Need to find the horizontal asymptotes of a given expression.

Question

I need to determine the horizontal asymptotes of the following expression:$$\frac{2x^{1/3}}{(1x^2+4)^{1/6}}$$ I’m not even sure where to begin. I understand I need to divide all terms by the highest degree in the denominator (which normally I’d assume was $x^2$), but I’m unsure of how to interpret it since it’s contained within the 6th root radicand. The third root in the numerator throws me off as well. Any help would be appreciated.

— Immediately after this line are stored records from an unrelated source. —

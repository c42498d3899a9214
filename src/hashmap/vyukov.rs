//! A fine-grained-locking hash map with lock-free reads.
//!
//! Ported from `examples/original_source/xenium/vyukov_hash_map.hpp` and its
//! `impl/vyukov_hash_map.hpp` companion: each bucket has its own spinlock
//! and an attached version counter. Writers serialize on a bucket's lock;
//! readers never take it; instead they snapshot the version before and
//! after reading a bucket's contents and retry if it changed underneath
//! them (the textbook "seqlock" read pattern also used by, e.g., the
//! `seqlock` crate). A bucket that is merely locked, but not at a new
//! version yet, is still safe to read: the lock only blocks other writers,
//! never a lock-free reader.
//!
//! The original additionally supports online growth, migrating buckets into
//! a larger block once a bucket's extension chain is exhausted. This port
//! keeps that protocol: `data` points at the current [`Block`], swapped out
//! from under readers and writers alike by a single-writer `resize_lock`
//! (`grow`/`do_grow`, mirroring lines 608-713 of the original). A writer
//! that finds its bucket's inline slots and extension chain both full
//! releases the bucket with its original (unbumped) state word and tries to
//! become the thread that grows the map; the loser of that race simply
//! waits for the winner to finish and retries against the new block.
//! [`lock_bucket`](VyukovHashMap::lock_bucket) reloads `data` on every
//! retry specifically so a writer can never deadlock against a bucket that
//! a finished grow has permanently locked (old buckets are never unlocked
//! again; they are simply abandoned once their block is retired).
//!
//! It also replaces the original's batched extension blocks
//! (`bucket_to_extension_ratio`-many items per allocation, restricted to
//! trivial 4/8-byte keys/values) with a simple singly-linked chain of
//! individually boxed, arbitrary-`K`/`V` extension nodes, reusing this
//! crate's [`Scheme`]/[`Reclaimable`] machinery (the same one backing the
//! queues in [`crate::queue`]) to reclaim a chain node once it is unlinked,
//! instead of requiring `K`/`V` to be trivially destructible. Since a
//! bucket's extension chain can no longer grow without bound (there is no
//! pooled allocator to exhaust), this port instead grows the whole map once
//! a bucket's chain would exceed [`MAX_EXTENSION_CHAIN`].

use core::cell::UnsafeCell;
use core::hash::{Hash, Hasher};
use core::mem::MaybeUninit;
use core::ptr::NonNull;
use core::sync::atomic::{AtomicBool, AtomicU32, Ordering};
use std::collections::hash_map::DefaultHasher;

use crate::marked_ptr::{self, Atomic};
use crate::reclaim::{Guard, Reclaimable, Scheme};

const BUCKET_ITEMS: usize = 4;

/// A bucket's extension chain triggers a whole-map grow once it would
/// exceed this many nodes, in place of the original's pooled-allocator
/// exhaustion check.
const MAX_EXTENSION_CHAIN: usize = BUCKET_ITEMS;

////////////////////////////////////////////////////////////////////////////////////////////////////
// BucketState
////////////////////////////////////////////////////////////////////////////////////////////////////

/// Packs a lock bit, an inline item count, a transient delete marker and a
/// version counter into one word, so a writer's unlock-and-bump is a single
/// atomic store and a reader's before/after snapshot is a single atomic
/// load each.
///
/// `item_count` bounds which of a bucket's inline `slots` are live (there is
/// no per-slot occupied flag: slots `0..item_count` are always packed and
/// live, exactly as the original keeps them). `delete_marker` is `slot + 1`
/// while a writer is mid-move of the entry at `slot` (e.g. pulling an
/// extension item inline to fill a gap), or `0` otherwise; a lock-free
/// reader that lands on `slot` while the marker is set skips it rather than
/// risking a torn read, without forcing a full retry.
struct BucketState(AtomicU32);

const LOCK_BIT: u32 = 1;
const ITEM_COUNT_SHIFT: u32 = 1;
const ITEM_COUNT_BITS: u32 = 3;
const ITEM_COUNT_MASK: u32 = ((1 << ITEM_COUNT_BITS) - 1) << ITEM_COUNT_SHIFT;
const DELETE_MARKER_SHIFT: u32 = ITEM_COUNT_SHIFT + ITEM_COUNT_BITS;
const DELETE_MARKER_BITS: u32 = 3;
const DELETE_MARKER_MASK: u32 = ((1 << DELETE_MARKER_BITS) - 1) << DELETE_MARKER_SHIFT;
const VERSION_SHIFT: u32 = DELETE_MARKER_SHIFT + DELETE_MARKER_BITS;

impl BucketState {
    const fn new() -> Self {
        Self(AtomicU32::new(0))
    }

    #[inline]
    fn is_locked(raw: u32) -> bool {
        raw & LOCK_BIT != 0
    }

    #[inline]
    fn item_count(raw: u32) -> u32 {
        (raw & ITEM_COUNT_MASK) >> ITEM_COUNT_SHIFT
    }

    #[inline]
    fn delete_marker(raw: u32) -> u32 {
        (raw & DELETE_MARKER_MASK) >> DELETE_MARKER_SHIFT
    }

    #[inline]
    fn version(raw: u32) -> u32 {
        raw >> VERSION_SHIFT
    }

    #[inline]
    fn pack(item_count: u32, delete_marker: u32, version: u32) -> u32 {
        (version << VERSION_SHIFT) | (delete_marker << DELETE_MARKER_SHIFT) | (item_count << ITEM_COUNT_SHIFT)
    }

    #[inline]
    fn read_snapshot(&self) -> u32 {
        self.0.load(Ordering::Acquire)
    }

    #[inline]
    fn read_relaxed(&self) -> u32 {
        self.0.load(Ordering::Relaxed)
    }

    #[inline]
    fn set_raw(&self, raw: u32, order: Ordering) {
        self.0.store(raw, order);
    }

    /// Attempts to set the lock bit on top of the (unlocked) `expected_unlocked`
    /// word, without touching any other field.
    #[inline]
    fn try_lock(&self, expected_unlocked: u32) -> bool {
        self.0
            .compare_exchange_weak(expected_unlocked, expected_unlocked | LOCK_BIT, Ordering::Acquire, Ordering::Relaxed)
            .is_ok()
    }

    /// Announces, while still holding the lock, that `slot` is mid-move.
    /// Does not touch the version: a reader mid-scan only ever retries on a
    /// version change, so this is invisible to anyone not looking at `slot`.
    #[inline]
    fn mark_deleting(&self, pre_lock_raw: u32, slot: usize) {
        let marked = Self::pack(Self::item_count(pre_lock_raw), slot as u32 + 1, Self::version(pre_lock_raw)) | LOCK_BIT;
        self.0.store(marked, Ordering::Relaxed);
    }

    /// Releases the lock, clears any delete marker and publishes a new
    /// version alongside `new_item_count` — used whenever this unlock
    /// follows a mutation a reader must be able to detect.
    #[inline]
    fn unlock_with_new_version(&self, pre_lock_raw: u32, new_item_count: u32, new_delete_marker: u32) {
        let new_version = Self::version(pre_lock_raw).wrapping_add(1);
        self.0.store(Self::pack(new_item_count, new_delete_marker, new_version), Ordering::Release);
    }

    /// Releases the lock without bumping the version, for unlocks where
    /// nothing a reader cares about changed (duplicate key on insert, key
    /// not found on erase, an extension node appended behind the inline
    /// slots).
    #[inline]
    fn unlock_unchanged(&self, pre_lock_raw: u32, order: Ordering) {
        self.0.store(pre_lock_raw, order);
    }
}

////////////////////////////////////////////////////////////////////////////////////////////////////
// Slot / ExtItem
////////////////////////////////////////////////////////////////////////////////////////////////////

struct Slot<K, V> {
    key: UnsafeCell<MaybeUninit<K>>,
    value: UnsafeCell<MaybeUninit<V>>,
}

impl<K, V> Slot<K, V> {
    fn empty() -> Self {
        Self { key: UnsafeCell::new(MaybeUninit::uninit()), value: UnsafeCell::new(MaybeUninit::uninit()) }
    }
}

Thank you.

Answer 1

I shall assume here that $x \in \mathbb R ^ +$, because defining fractional powers of negative numbers is tedious in $\mathbb R$ (you could define $x^{\frac 1 p}$ for $x < 0$ when $p$ is odd by $x^{\frac 1 p} = -\left((-x)^{\frac 1 p}\right)$, but then you would get $\left((-1)^2\right)^\frac 1 6 = 1$ but $(-1)^\frac 2 6 = (-1)^\frac 1 3 = -1$ and $\left((-1)^\frac 1 6\right)^2$ undefined...)

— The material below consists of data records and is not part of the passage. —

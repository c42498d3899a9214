use lockfree::{Atomic, MarkedPtr};
use std::sync::atomic::Ordering;
use std::sync::Arc;
use std::thread;

#[repr(align(8))]
struct Aligned(u64);

#[test]
fn tag_survives_concurrent_cas_races() {
    let boxed = Box::into_raw(Box::new(Aligned(0)));
    let atomic = Arc::new(Atomic::<Aligned, 3>::from_marked_ptr(MarkedPtr::new(boxed, 0)));

    let handles: Vec<_> = (1..=7u8)
        .map(|tag| {
            let atomic = Arc::clone(&atomic);
            thread::spawn(move || loop {
                let current = atomic.load(Ordering::Acquire);
                let replacement = current.with_tag(tag as usize);
                if atomic.compare_exchange(current, replacement, Ordering::AcqRel, Ordering::Relaxed).is_ok() {
                    break;
                }
            })
        })
        .collect();
    for handle in handles {
        handle.join().unwrap();
    }

    let final_value = atomic.load(Ordering::Acquire);
    assert_eq!(final_value.ptr(), boxed);
    assert!((1..=7).contains(&final_value.tag()));

    unsafe { drop(Box::from_raw(boxed)) };
}

#[test]
fn null_marked_ptr_round_trips_through_atomic() {
    let atomic = Atomic::<Aligned, 2>::null();
    let loaded = atomic.load(Ordering::Acquire);
    assert!(loaded.is_null());
    assert_eq!(loaded.tag(), 0);

    let boxed = Box::into_raw(Box::new(Aligned(9)));
    let marked = MarkedPtr::new(boxed, 1);
    atomic.store(marked, Ordering::Release);

    let loaded = atomic.load(Ordering::Acquire);
    assert_eq!(loaded.ptr(), boxed);
    assert_eq!(loaded.tag(), 1);

    unsafe { drop(Box::from_raw(boxed)) };
}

Then the equality $(x^a)^b = x^{ab}$ is valid for any $x \gt 0$ and $(a,b)\in\mathbb R^2$. Hence:

$$\frac{2x^\frac 1 3}{(1x^2+4)^\frac 1 6} = \frac{2x^\frac 1 3}{\left(x^2\times(1+\frac 4{x^2})\right)^\frac 1 6} = \frac{2x^\frac 1 3}{x^\frac 1 3(1+\frac 4 {x^2})^\frac 1 6} = \frac 2 {(1+\frac 4 {x^2})^\frac 1 6}$$

And you can conclude:

$$\lim_{x\to\infty}{\frac 1 {x^2}} = 0 \implies\lim_{x\to\infty}{\frac 1{1+\frac 4 {x^2}}} = 1 \implies\lim_{x\to\infty}{\frac 2{(1+\frac 4 {x^2})^\frac 1 6}}= 2 \implies\lim_{x\to\infty}{\frac{2x^\frac 1 3}{(1x^2+4)^\frac 1 6}}=2$$